Brief: Write out the whole listing, matching it exactly.

Given entries:

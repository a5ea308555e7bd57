//! Character devices and the registry that dispatches to them

use std::collections::BTreeMap;
use std::sync::Arc;

use crate::uaccess::{UserSink, UserSource};
use crate::{DriverError, Result};

/// File-style operations a registered device node supports
pub trait CharDevice: Send + Sync {
    /// Write the caller's bytes, returning how many were transferred
    fn write(&self, src: &dyn UserSource) -> Result<usize>;

    /// Read into `buf`
    fn read(&self, _buf: &mut [u8]) -> Result<usize> {
        Err(DriverError::NotSupported)
    }

    /// Device-specific control request
    fn ioctl(&self, request: u32, _arg: &mut dyn UserSink) -> Result<()> {
        Err(DriverError::NoSuchDevice { request })
    }
}

/// Registers device nodes by name
pub trait DeviceRegistry {
    fn register(&mut self, name: &str, device: Arc<dyn CharDevice>) -> Result<()>;

    /// Remove `name`. Unknown names are ignored.
    fn unregister(&mut self, name: &str);
}

/// Name-keyed registry of miscellaneous character devices
#[derive(Default)]
pub struct MiscRegistry {
    nodes: BTreeMap<String, Arc<dyn CharDevice>>,
}

impl MiscRegistry {
    pub fn new() -> Self {
        Self::default()
    }

    /// Look up a node the way an `open()` would
    pub fn open(&self, name: &str) -> Option<Arc<dyn CharDevice>> {
        self.nodes.get(name).cloned()
    }

    pub fn names(&self) -> impl Iterator<Item = &str> {
        self.nodes.keys().map(String::as_str)
    }

    pub fn len(&self) -> usize {
        self.nodes.len()
    }

    pub fn is_empty(&self) -> bool {
        self.nodes.is_empty()
    }
}

impl DeviceRegistry for MiscRegistry {
    fn register(&mut self, name: &str, device: Arc<dyn CharDevice>) -> Result<()> {
        if self.nodes.contains_key(name) {
            return Err(DriverError::Registration {
                name: name.to_string(),
                reason: "name already registered".to_string(),
            });
        }
        self.nodes.insert(name.to_string(), device);
        Ok(())
    }

    fn unregister(&mut self, name: &str) {
        self.nodes.remove(name);
    }
}

#[cfg(test)]
mod tests {
    use super::*;
    use crate::uaccess::{NoArg, UserSlice};

    struct Sink;

    impl CharDevice for Sink {
        fn write(&self, src: &dyn UserSource) -> Result<usize> {
            Ok(src.len())
        }
    }

    #[test]
    fn test_default_operations() {
        let dev = Sink;
        assert!(matches!(dev.read(&mut [0u8; 4]), Err(DriverError::NotSupported)));
        assert!(matches!(
            dev.ioctl(9, &mut NoArg),
            Err(DriverError::NoSuchDevice { request: 9 })
        ));
    }

    #[test]
    fn test_register_and_open() {
        let mut registry = MiscRegistry::new();
        registry.register("sink", Arc::new(Sink)).unwrap();

        let dev = registry.open("sink").unwrap();
        assert_eq!(dev.write(&UserSlice::new(b"hello")).unwrap(), 5);
        assert!(registry.open("other").is_none());
    }

    #[test]
    fn test_duplicate_name_rejected() {
        let mut registry = MiscRegistry::new();
        registry.register("sink", Arc::new(Sink)).unwrap();

        let result = registry.register("sink", Arc::new(Sink));
        assert!(matches!(result, Err(DriverError::Registration { .. })));
        assert_eq!(registry.len(), 1);
    }

    #[test]
    fn test_unregister() {
        let mut registry = MiscRegistry::new();
        registry.register("sink", Arc::new(Sink)).unwrap();

        registry.unregister("sink");
        registry.unregister("sink");
        assert!(registry.is_empty());
    }
}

Answer box:
repository a5ea308555e7bd57
//! Character devices and the registry that dispatches to them

use std::collections::BTreeMap;
use std::sync::Arc;

use crate::uaccess::{UserSink, UserSource};
use crate::{DriverError, Result};

/// File-style operations a registered device node supports
pub trait CharDevice: Send + Sync {
    /// Write the caller's bytes, returning how many were transferred
    fn write(&self, src: &dyn UserSource) -> Result<usize>;

    /// Read into `buf`
    fn read(&self, _buf: &mut [u8]) -> Result<usize> {
        Err(DriverError::NotSupported)
    }

    /// Device-specific control request
    fn ioctl(&self, request: u32, _arg: &mut dyn UserSink) -> Result<()> {
        Err(DriverError::NoSuchDevice { request })
    }
}

/// Registers device nodes by name
pub trait DeviceRegistry {
    fn register(&mut self, name: &str, device: Arc<dyn CharDevice>) -> Result<()>;

    /// Remove `name`. Unknown names are ignored.
    fn unregister(&mut self, name: &str);
}

/// Name-keyed registry of miscellaneous character devices
#[derive(Default)]
pub struct MiscRegistry {
    nodes: BTreeMap<String, Arc<dyn CharDevice>>,
}

impl MiscRegistry {
    pub fn new() -> Self {
        Self::default()
    }

    /// Look up a node the way an `open()` would
    pub fn open(&self, name: &str) -> Option<Arc<dyn CharDevice>> {
        self.nodes.get(name).cloned()
    }

    pub fn names(&self) -> impl Iterator<Item = &str> {
        self.nodes.keys().map(String::as_str)
    }

    pub fn len(&self) -> usize {
        self.nodes.len()
    }

    pub fn is_empty(&self) -> bool {
        self.nodes.is_empty()
    }
}

impl DeviceRegistry for MiscRegistry {
    fn register(&mut self, name: &str, device: Arc<dyn CharDevice>) -> Result<()> {
        if self.nodes.contains_key(name) {
            return Err(DriverError::Registration {
                name: name.to_string(),
                reason: "name already registered".to_string(),
            });
        }
        self.nodes.insert(name.to_string(), device);
        Ok(())
    }

    fn unregister(&mut self, name: &str) {
        self.nodes.remove(name);
    }
}

#[cfg(test)]
mod tests {
    use super::*;
    use crate::uaccess::{NoArg, UserSlice};

    struct Sink;

    impl CharDevice for Sink {
        fn write(&self, src: &dyn UserSource) -> Result<usize> {
            Ok(src.len())
        }
    }

    #[test]
    fn test_default_operations() {
        let dev = Sink;
        assert!(matches!(dev.read(&mut [0u8; 4]), Err(DriverError::NotSupported)));
        assert!(matches!(
            dev.ioctl(9, &mut NoArg),
            Err(DriverError::NoSuchDevice { request: 9 })
        ));
    }

    #[test]
    fn test_register_and_open() {
        let mut registry = MiscRegistry::new();
        registry.register("sink", Arc::new(Sink)).unwrap();

        let dev = registry.open("sink").unwrap();
        assert_eq!(dev.write(&UserSlice::new(b"hello")).unwrap(), 5);
        assert!(registry.open("other").is_none());
    }

    #[test]
    fn test_duplicate_name_rejected() {
        let mut registry = MiscRegistry::new();
        registry.register("sink", Arc::new(Sink)).unwrap();

        let result = registry.register("sink", Arc::new(Sink));
        assert!(matches!(result, Err(DriverError::Registration { .. })));
        assert_eq!(registry.len(), 1);
    }

    #[test]
    fn test_unregister() {
        let mut registry = MiscRegistry::new();
        registry.register("sink", Arc::new(Sink)).unwrap();

        registry.unregister("sink");
        registry.unregister("sink");
        assert!(registry.is_empty());
    }
}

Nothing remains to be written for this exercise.